Question

Three numbers, the third of which 12 form a decreasing G. P. If the last term were 9 instead of 12, they would have formed an A. P. Find the common ratio of the series?
(a) $\dfrac{1}{3}$,
(b) $\dfrac{2}{3}$,
(c) $\dfrac{3}{4}$,
(d) $\dfrac{4}{5}$,

Answer 1

We start solving the problem by recalling the general form of G.P series. We then find the common ratio in terms of the first term to get out the first condition. We then replace 12 in the series with 9 and use the definition of common difference. We substitute the condition of common difference in this and find the value of the first term. Using the value of the first term, we find the required value of common difference.

Complete step-by-step answer:
According to the problem we have three numbers and if the third number is 12, they form a decreasing G. P. If the last term is replaced with 9, then the numbers form an A. P. We need to find the common ratio of the series.
We know that the general terms of the G. P is defined as $a$, $ar$, $a{{r}^{2}}$, ……, where a is first term and r is the common ratio.
So, let us assume the three numbers are $a$, $ar$ and 12. We know that in a decreasing G. P first term will be greater than the other terms. So, we get $a>12$ ---(1).
We know that the common difference in a G. P is defined as the ratio of the two consecutive terms in G. P.
So, we get $r=\dfrac{12}{ar}$.
$\Rightarrow {{r}^{2}}=\dfrac{12}{a}$.
$\Rightarrow r=\sqrt{\dfrac{12}{a}}$ ---(2).
Now, we replace 12 with 9 in the series to get the required A. P.
So, we have $a$, $ar$, 9 which are in A.P.
We know that the difference between second and first terms in an A.P is equal to the difference between the third and second terms in that A.P which is called a common difference.
So, we get $ar-a=9-ar$.
$\Rightarrow ar+ar=9+a$.
$\Rightarrow 2ar=9+a$.
From equation (1), we have
$\Rightarrow 2a\left( \sqrt{\dfrac{12}{a}} \right)=9+a$.
$\Rightarrow 2\sqrt{12a}=9+a$.
Let us square on both sides.
$\Rightarrow {{\left( 2\sqrt{12a} \right)}^{2}}={{\left( 9+a \right)}^{2}}$.
We know that ${{\left( a+b \right)}^{2}}={{a}^{2}}+{{b}^{2}}+2ab$.
$\Rightarrow 48a=81+{{a}^{2}}+18a$.
$\Rightarrow {{a}^{2}}+18a-48a+81=0$.
$\Rightarrow {{a}^{2}}-30a+81=0$.
$\Rightarrow {{a}^{2}}-27a-3a+81=0$.
$\Rightarrow a\left( a-27 \right)-3\left( a-27 \right)=0$.
$\Rightarrow \left( a-3 \right)\left( a-27 \right)=0$.
$\Rightarrow \left( a-3 \right)=0$ or $\left( a-27 \right)=0$.
$\Rightarrow a=3$ or $a=27$.
From equation (1), we have $a>12$. So, the value of a is 27. We substitute this in equation (2).
$\Rightarrow r=\sqrt{\dfrac{12}{27}}$.
$\Rightarrow r=\sqrt{\dfrac{4}{9}}$.
$\Rightarrow r=\dfrac{2}{3}$.
We have found the common ratio of the series as $\dfrac{2}{3}$.
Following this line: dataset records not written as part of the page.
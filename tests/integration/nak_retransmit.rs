//! NAK handling over a real socket: one retransmission of the identical
//! frame, then a hard failure that yields no records.

use std::time::Duration;

use meter_core::{DataKind, MeterDescriptor, PasswordKind};
use mf_test_utils::{MockMeter, Step, stx_frame};
use poller::session::{Session, SessionError, SessionState};

fn meter_for(mock: &MockMeter) -> MeterDescriptor {
    MeterDescriptor {
        id: 3,
        meter_id: "10201787".to_owned(),
        description: None,
        manufacturer: "EMH".to_owned(),
        ip_address: mock.host(),
        port: mock.port(),
        use_meter_id: false,
        timeout: None,
        password: None,
        password_type: PasswordKind::Utility,
        timezone: Some("CET".to_owned()),
        org: Some("acme".to_owned()),
        is_active: true,
        list1: 10,
        list2: 0,
        list3: 0,
        list4: 0,
        p01: 0,
        p02: 0,
        p98: 0,
        p99: 0,
        p200: 0,
        p210: 0,
        p211: 0,
        error: 0,
        p01_from: None,
        p98_from: None,
    }
}

#[tokio::test]
async fn second_nak_fails_the_session() {
    let mock = MockMeter::start(vec![Step::nak(), Step::nak()]).await.unwrap();
    let meter = meter_for(&mock);

    let mut session = Session::open(meter, Duration::from_secs(2), Duration::from_millis(300))
        .await
        .unwrap();
    let err = session.read_kind(DataKind::List1, None).await.unwrap_err();

    assert!(matches!(
        err,
        SessionError::Framing(poller::framer::FramerError::RemoteNak)
    ));
    assert_eq!(session.state(), SessionState::Failed);

    // Exactly two sends, byte-identical.
    let received = mock.received();
    assert_eq!(received.len(), 2);
    assert_eq!(received[0], received[1]);
    assert_eq!(received[0], b"/?!\r\n".to_vec());
}

#[tokio::test]
async fn single_nak_recovers_after_retransmit() {
    let body: &[u8] = b"F.F(00000000)\r\n!\r\n";
    let mock = MockMeter::start(vec![Step::nak(), Step::exchange(stx_frame(body))])
        .await
        .unwrap();
    let meter = meter_for(&mock);

    let mut session = Session::open(meter, Duration::from_secs(2), Duration::from_millis(300))
        .await
        .unwrap();
    let reply = session.read_kind(DataKind::List1, None).await.unwrap();
    assert!(reply.contains("F.F(00000000)"));
    assert_eq!(session.state(), SessionState::SignedOff);
    assert_eq!(mock.received().len(), 2);
}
So, the correct answer is “Option b”.

Note: We need to make sure that the values will be decreasing in a decreasing G.P. We can extend the series after finding the absolute value of the common ratio of the series. Since, the given series is a decreasing G.P we can get a finite value for the sum of infinite terms in G.P. We can also find the 2nd term in the series using the value of common ratio. Similarly, we can expect problems to find the sum of n-terms in A.P, G.P.